Attention : Un passage en 12 heures ne se décrète pas au détour d'un couloir ou d'un tableau de service. Cela requiert une procédure formelle, une concertation et une autorisation selon les règles légales en vigueur.

Contexte : pourquoi ce n'est pas normal

D'abord, la loi s'impose. L'organisation du temps de travail ne se change pas unilatéralement. Un passage en 12 heures modifie profondément la vie au travail : rythmes, repos, nuits, continuité des soins, prévention des risques.

La loi et les règles internes exigent une instruction formelle, la production de pièces obligatoires (évaluation des risques, planning-type, suivi RPS, impacts sur la sécurité des soins), puis une information et une consultation des représentants du personnel via le CSE et la F3SCT. Tant que ce cadre n'est pas respecté, on n'impose pas le 12 h.

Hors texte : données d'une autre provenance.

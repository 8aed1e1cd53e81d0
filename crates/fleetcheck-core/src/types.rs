//! Domain types for scaling-group snapshots.
//!
//! Two families of types live here:
//!
//! - raw provider responses ([`GroupDescription`], [`InstanceDescription`],
//!   [`ScheduledAction`]) as a Fleet State Provider hands them over, and
//! - the assembled snapshot ([`GroupSnapshot`], [`InstanceRecord`]) that the
//!   validators and aggregators consume.
//!
//! All types serialize to/from JSON with RFC 3339 timestamps.

use std::collections::BTreeSet;

use chrono::{DateTime, Utc};
use serde::{Deserialize, Serialize};

use crate::error::{SnapshotError, SnapshotResult};

/// Name of a scaling group (caller-supplied key).
pub type GroupName = String;

/// Identifier of an instance, unique within a group.
pub type InstanceId = String;

/// Raw lifecycle state that counts as in service.
pub const IN_SERVICE: &str = "InService";

// ── Raw provider responses ────────────────────────────────────────

/// A scaling group as returned by the provider's group lookup.
#[derive(Debug, Clone, Serialize, Deserialize, PartialEq)]
pub struct GroupDescription {
    pub name: GroupName,
    pub desired_capacity: u32,
    /// Configured availability zones. Duplicates are ignored.
    pub availability_zones: Vec<String>,
    /// Group membership in provider order.
    #[serde(default)]
    pub members: Vec<GroupMember>,
}

/// One membership entry of a group description.
#[derive(Debug, Clone, Serialize, Deserialize, PartialEq)]
pub struct GroupMember {
    pub instance_id: InstanceId,
    /// Raw lifecycle string, e.g. "InService", "Terminating", "Pending".
    pub lifecycle_state: String,
    pub availability_zone: String,
}

/// Per-instance details from the provider's instance lookup.
#[derive(Debug, Clone, Serialize, Deserialize, PartialEq)]
pub struct InstanceDescription {
    pub instance_id: InstanceId,
    pub launch_time: DateTime<Utc>,
    pub vpc_id: String,
    #[serde(default)]
    pub security_groups: Vec<String>,
    pub image_id: String,
}

/// A time-triggered capacity change registered for a group.
#[derive(Debug, Clone, Serialize, Deserialize, PartialEq)]
pub struct ScheduledAction {
    pub group_name: GroupName,
    pub start_time: DateTime<Utc>,
    /// Provider-side action name, when known.
    #[serde(default, skip_serializing_if = "Option::is_none")]
    pub name: Option<String>,
}

// ── Snapshot ──────────────────────────────────────────────────────

/// Lifecycle state collapsed to the two values the checks care about.
#[derive(Debug, Clone, Copy, PartialEq, Eq, Hash, Serialize, Deserialize)]
pub enum LifecycleState {
    InService,
    NotInService,
}

impl LifecycleState {
    /// Map a raw provider lifecycle string. Only an exact `InService` counts.
    pub fn from_raw(raw: &str) -> Self {
        if raw == IN_SERVICE {
            LifecycleState::InService
        } else {
            LifecycleState::NotInService
        }
    }
}

/// The configuration triple compared by the homogeneity check.
#[derive(Debug, Clone, PartialEq, Eq, Hash, Serialize, Deserialize)]
pub struct InstanceMetadata {
    pub vpc_id: String,
    /// Stored as a set so ordering differences between lookups don't matter.
    pub security_groups: BTreeSet<String>,
    pub image_id: String,
}

/// A single group member joined with its instance details.
#[derive(Debug, Clone, PartialEq, Serialize, Deserialize)]
pub struct InstanceRecord {
    pub id: InstanceId,
    pub lifecycle: LifecycleState,
    /// The provider's lifecycle string before collapsing.
    pub raw_lifecycle: String,
    pub availability_zone: String,
    pub launch_time: DateTime<Utc>,
    pub metadata: InstanceMetadata,
}

impl InstanceRecord {
    pub fn is_in_service(&self) -> bool {
        self.lifecycle == LifecycleState::InService
    }
}

/// Point-in-time view of one scaling group.
#[derive(Debug, Clone, PartialEq, Serialize, Deserialize)]
pub struct GroupSnapshot {
    pub name: GroupName,
    pub desired_capacity: u32,
    pub availability_zones: BTreeSet<String>,
    /// Member records in provider order.
    pub instances: Vec<InstanceRecord>,
}

impl GroupSnapshot {
    /// Join a group description with its instance descriptions.
    ///
    /// `descriptions` is positional: entry `n` describes member `n`, so a
    /// member listed twice is paired with two descriptions and kept twice.
    /// Member order is preserved. Surplus descriptions are ignored; a member
    /// with no description is an error.
    pub fn assemble(
        group: GroupDescription,
        descriptions: Vec<InstanceDescription>,
    ) -> SnapshotResult<Self> {
        if let Some(unpaired) = group.members.get(descriptions.len()) {
            return Err(SnapshotError::MissingInstance {
                group: group.name.clone(),
                instance: unpaired.instance_id.clone(),
            });
        }

        let instances = group
            .members
            .into_iter()
            .zip(descriptions)
            .map(|(member, detail)| InstanceRecord::from_parts(member, detail))
            .collect();

        Ok(Self {
            name: group.name,
            desired_capacity: group.desired_capacity,
            availability_zones: group.availability_zones.into_iter().collect(),
            instances,
        })
    }

    /// In-service members, in provider order.
    pub fn in_service(&self) -> impl Iterator<Item = &InstanceRecord> {
        self.instances.iter().filter(|i| i.is_in_service())
    }

    /// Members in any other lifecycle state, in provider order.
    pub fn not_in_service(&self) -> impl Iterator<Item = &InstanceRecord> {
        self.instances.iter().filter(|i| !i.is_in_service())
    }

    pub fn in_service_count(&self) -> usize {
        self.in_service().count()
    }
}

impl InstanceRecord {
    /// Build a record from a membership entry and its description.
    pub fn from_parts(member: GroupMember, detail: InstanceDescription) -> Self {
        Self {
            lifecycle: LifecycleState::from_raw(&member.lifecycle_state),
            id: member.instance_id,
            raw_lifecycle: member.lifecycle_state,
            availability_zone: member.availability_zone,
            launch_time: detail.launch_time,
            metadata: InstanceMetadata {
                vpc_id: detail.vpc_id,
                security_groups: detail.security_groups.into_iter().collect(),
                image_id: detail.image_id,
            },
        }
    }
}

Ensuite, une fausse affirmation circule. On vous dit : « Il n'est plus possible de faire des heures supplémentaires au CHU ». C'est faux.

Le Directeur des Ressources Humaines l'a confirmé en réunion avec les organisations syndicales : le recours aux heures supplémentaires reste possible, dans le respect des plafonds et des procédures. Faire croire l'inverse pour vous forcer en 12 h n'est pas acceptable. Quand il manque des bras, la solution ne consiste pas à allonger la journée de celles et ceux qui restent en contournant les règles ; elle consiste à organiser et dimensionner les effectifs, à activer les leviers disponibles (heures sup encadrées, rappels, renforts temporaires, pool de remplacement, régulation d'activité) dans un cadre régulier.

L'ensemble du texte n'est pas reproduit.